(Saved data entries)
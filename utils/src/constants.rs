// Registry defaults
pub const DEFAULT_ARCH: &str = "amd64";
pub const DEFAULT_REGISTRY: &str = "docker.io";

// Tag naming
pub const TAG_SEPARATOR: char = '-';

// Tag meta vars
pub const TAG_META_LOG: &str = "TAG_META_LOG";
pub const TAG_META_PASSWORD: &str = "TAG_META_PASSWORD";
pub const TAG_META_USERNAME: &str = "TAG_META_USERNAME";
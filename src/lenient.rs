//! Best-effort field deserializers for registry responses.
//!
//! Registries are not validated beyond extracting what they send,
//! so a field with an unexpected type is treated as missing instead
//! of failing the whole response.

use serde::{de::DeserializeOwned, Deserialize, Deserializer};
use serde_json::Value;

/// Deserializes a field, yielding `None` when it has the wrong shape.
///
/// # Errors
/// Only errors if the underlying data is not valid JSON.
pub fn lenient<'de, D, T>(deserializer: D) -> Result<Option<T>, D::Error>
where
    D: Deserializer<'de>,
    T: DeserializeOwned,
{
    let value = Value::deserialize(deserializer)?;
    Ok(serde_json::from_value(value).ok())
}

/// Deserializes a list field, dropping entries with the wrong shape.
///
/// Anything other than a list yields `None`.
///
/// # Errors
/// Only errors if the underlying data is not valid JSON.
pub fn lenient_seq<'de, D, T>(deserializer: D) -> Result<Option<Vec<T>>, D::Error>
where
    D: Deserializer<'de>,
    T: DeserializeOwned,
{
    Ok(match Value::deserialize(deserializer)? {
        Value::Array(items) => Some(
            items
                .into_iter()
                .filter_map(|item| serde_json::from_value(item).ok())
                .collect(),
        ),
        _ => None,
    })
}

#[cfg(test)]
mod test {
    use pretty_assertions::assert_eq;
    use rstest::rstest;
    use serde::Deserialize;

    use super::*;

    #[derive(Debug, Deserialize)]
    struct Fields {
        #[serde(default, deserialize_with = "lenient")]
        text: Option<String>,

        #[serde(default, deserialize_with = "lenient_seq")]
        numbers: Option<Vec<u32>>,
    }

    #[rstest]
    #[case::valid(r#"{"text": "a", "numbers": [1, 2]}"#, Some("a"), Some(vec![1, 2]))]
    #[case::missing("{}", None, None)]
    #[case::null(r#"{"text": null, "numbers": null}"#, None, None)]
    #[case::wrong_types(r#"{"text": 42, "numbers": {}}"#, None, None)]
    #[case::bad_entries(r#"{"numbers": [1, "two", 3, -4]}"#, None, Some(vec![1, 3]))]
    fn best_effort_fields(
        #[case] json: &str,
        #[case] text: Option<&str>,
        #[case] numbers: Option<Vec<u32>>,
    ) {
        let parsed: Fields = serde_json::from_str(json).unwrap();

        assert_eq!(parsed.text.as_deref(), text);
        assert_eq!(parsed.numbers, numbers);
    }

    #[test]
    fn invalid_syntax_still_fails() {
        assert!(serde_json::from_str::<Fields>(r#"{"text": "#).is_err());
    }
}
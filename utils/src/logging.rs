use std::io::{self, Write};

use chrono::Local;
use colored::{ColoredString, Colorize};
use env_logger::{fmt::Formatter, Builder};
use log::{Level, LevelFilter, Record};

use crate::constants::TAG_META_LOG;

trait ColoredLevel {
    fn colored(&self) -> ColoredString;
}

impl ColoredLevel for Level {
    fn colored(&self) -> ColoredString {
        match self {
            Self::Error => Self::Error.as_str().red(),
            Self::Warn => Self::Warn.as_str().yellow(),
            Self::Info => Self::Info.as_str().green(),
            Self::Debug => Self::Debug.as_str().blue(),
            Self::Trace => Self::Trace.as_str().cyan(),
        }
    }
}

/// Given a `LevelFilter`, returns the function
/// used to format logs. The more verbose the log level,
/// the more info is displayed in each log header.
pub fn format_log(
    log_level: LevelFilter,
) -> impl Fn(&mut Formatter, &Record) -> io::Result<()> + Sync + Send {
    move |buf: &mut Formatter, record: &Record| match log_level {
        LevelFilter::Error | LevelFilter::Warn | LevelFilter::Info => {
            writeln!(
                buf,
                "{level:width$} {sep} {args}",
                level = record.level().colored(),
                width = 5,
                sep = "=>".bold(),
                args = record.args(),
            )
        }
        LevelFilter::Debug => writeln!(
            buf,
            "[{time} {level:>width$}] {sep} {args}",
            time = Local::now().format("%H:%M:%S"),
            level = record.level().colored(),
            sep = "=>".bold(),
            args = record.args(),
            width = 5,
        ),
        LevelFilter::Trace => writeln!(
            buf,
            "[{time} {level:width$} {module}:{line}] {sep} {args}",
            time = Local::now().format("%H:%M:%S"),
            level = record.level().colored(),
            module = record.module_path().unwrap_or_default().bright_yellow(),
            line = record
                .line()
                .map_or_else(String::new, |l| l.to_string())
                .bright_green(),
            sep = "=>".bold(),
            args = record.args(),
            width = 5,
        ),
        LevelFilter::Off => Ok(()),
    }
}

/// Builds a logger for the given level.
///
/// Module filters set in the `TAG_META_LOG` env var are
/// applied on top of `log_level`.
#[must_use]
pub fn builder(log_level: LevelFilter) -> Builder {
    let mut builder = Builder::new();
    builder
        .filter_level(log_level)
        .format(format_log(log_level));

    if let Ok(filters) = std::env::var(TAG_META_LOG) {
        builder.parse_filters(&filters);
    }
    builder
}

/// Installs the global logger.
///
/// # Errors
/// Will error if a global logger has already been set.
pub fn try_init(log_level: LevelFilter) -> Result<(), log::SetLoggerError> {
    builder(log_level).try_init()
}

/// Installs the global logger, ignoring any logger
/// that has already been installed.
pub fn init(log_level: LevelFilter) {
    if try_init(log_level).is_err() {
        log::debug!("Logger already initialized");
    }
}

#[cfg(test)]
mod test {
    use log::LevelFilter;

    use super::*;

    #[test]
    fn init_twice_does_not_fail() {
        init(LevelFilter::Trace);
        init(LevelFilter::Info);
        assert!(try_init(LevelFilter::Debug).is_err());
        log::trace!("logger installed");
    }
}
use std::str::FromStr;

use miette::bail;

/// A linux platform an image variant can be built for.
#[derive(Debug, Clone, Copy, PartialEq, Eq, Hash)]
pub enum Platform {
    LinuxAmd64,
    LinuxAmd64V2,
    LinuxArm64,
    LinuxArm64V8,
    LinuxArm,
    LinuxArmV5,
    LinuxArmV6,
    LinuxArmV7,
    Linux386,
    LinuxPpc64le,
    LinuxRiscv64,
    LinuxS390x,
}

impl Platform {
    /// The architecture of the platform.
    #[must_use]
    pub const fn arch(&self) -> &str {
        match *self {
            Self::LinuxAmd64 | Self::LinuxAmd64V2 => "amd64",
            Self::LinuxArm64 | Self::LinuxArm64V8 => "arm64",
            Self::LinuxArm | Self::LinuxArmV5 | Self::LinuxArmV6 | Self::LinuxArmV7 => "arm",
            Self::Linux386 => "386",
            Self::LinuxPpc64le => "ppc64le",
            Self::LinuxRiscv64 => "riscv64",
            Self::LinuxS390x => "s390x",
        }
    }

    /// The variant of the platform.
    #[must_use]
    pub const fn variant(&self) -> Option<&str> {
        match *self {
            Self::LinuxAmd64V2 => Some("v2"),
            Self::LinuxArm64V8 => Some("v8"),
            Self::LinuxArmV5 => Some("v5"),
            Self::LinuxArmV6 => Some("v6"),
            Self::LinuxArmV7 => Some("v7"),
            _ => None,
        }
    }

    /// The platform written the way registries list
    /// architectures, without the OS prefix.
    ///
    /// `linux/arm/v7` becomes `arm/v7`.
    #[must_use]
    pub fn registry_arch(&self) -> String {
        self.variant().map_or_else(
            || self.arch().to_string(),
            |variant| format!("{}/{variant}", self.arch()),
        )
    }
}

impl std::fmt::Display for Platform {
    fn fmt(&self, f: &mut std::fmt::Formatter<'_>) -> std::fmt::Result {
        write!(
            f,
            "{}",
            match *self {
                Self::LinuxAmd64 => "linux/amd64",
                Self::LinuxAmd64V2 => "linux/amd64/v2",
                Self::LinuxArm64 => "linux/arm64",
                Self::LinuxArm64V8 => "linux/arm64/v8",
                Self::LinuxArm => "linux/arm",
                Self::LinuxArmV5 => "linux/arm/v5",
                Self::LinuxArmV6 => "linux/arm/v6",
                Self::LinuxArmV7 => "linux/arm/v7",
                Self::Linux386 => "linux/386",
                Self::LinuxPpc64le => "linux/ppc64le",
                Self::LinuxRiscv64 => "linux/riscv64",
                Self::LinuxS390x => "linux/s390x",
            }
        )
    }
}

impl FromStr for Platform {
    type Err = miette::Error;

    fn from_str(s: &str) -> Result<Self, Self::Err> {
        Ok(match s {
            "linux/amd64" => Self::LinuxAmd64,
            "linux/amd64/v2" => Self::LinuxAmd64V2,
            "linux/arm64" => Self::LinuxArm64,
            "linux/arm64/v8" => Self::LinuxArm64V8,
            "linux/arm" => Self::LinuxArm,
            "linux/arm/v5" => Self::LinuxArmV5,
            "linux/arm/v6" => Self::LinuxArmV6,
            "linux/arm/v7" => Self::LinuxArmV7,
            "linux/386" => Self::Linux386,
            "linux/ppc64le" => Self::LinuxPpc64le,
            "linux/riscv64" => Self::LinuxRiscv64,
            "linux/s390x" => Self::LinuxS390x,
            platform => bail!("Platform {platform} unsupported"),
        })
    }
}
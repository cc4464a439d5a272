use tag_meta_utils::constants::TAG_SEPARATOR;

/// Extracts the version suffix from a tag name.
///
/// Everything after the first `-` is the version, so
/// `ad-debian-1.2.3` yields `debian-1.2.3`. Names without a
/// separator, including bare versions like `1.27.0`, have no version.
#[must_use]
pub fn parse_version(tag_name: &str) -> String {
    tag_name
        .split_once(TAG_SEPARATOR)
        .map(|(_, version)| version.to_string())
        .unwrap_or_default()
}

## WHAT IS NEEDED:
Would you repeat the lines from the one containing "have no version." through the end of the data, exactly, with nothing before or after them?

## FINISHED TASK:
/// separator, including bare versions like `1.27.0`, have no version.
#[must_use]
pub fn parse_version(tag_name: &str) -> String {
    tag_name
        .split_once(TAG_SEPARATOR)
        .map(|(_, version)| version.to_string())
        .unwrap_or_default()
}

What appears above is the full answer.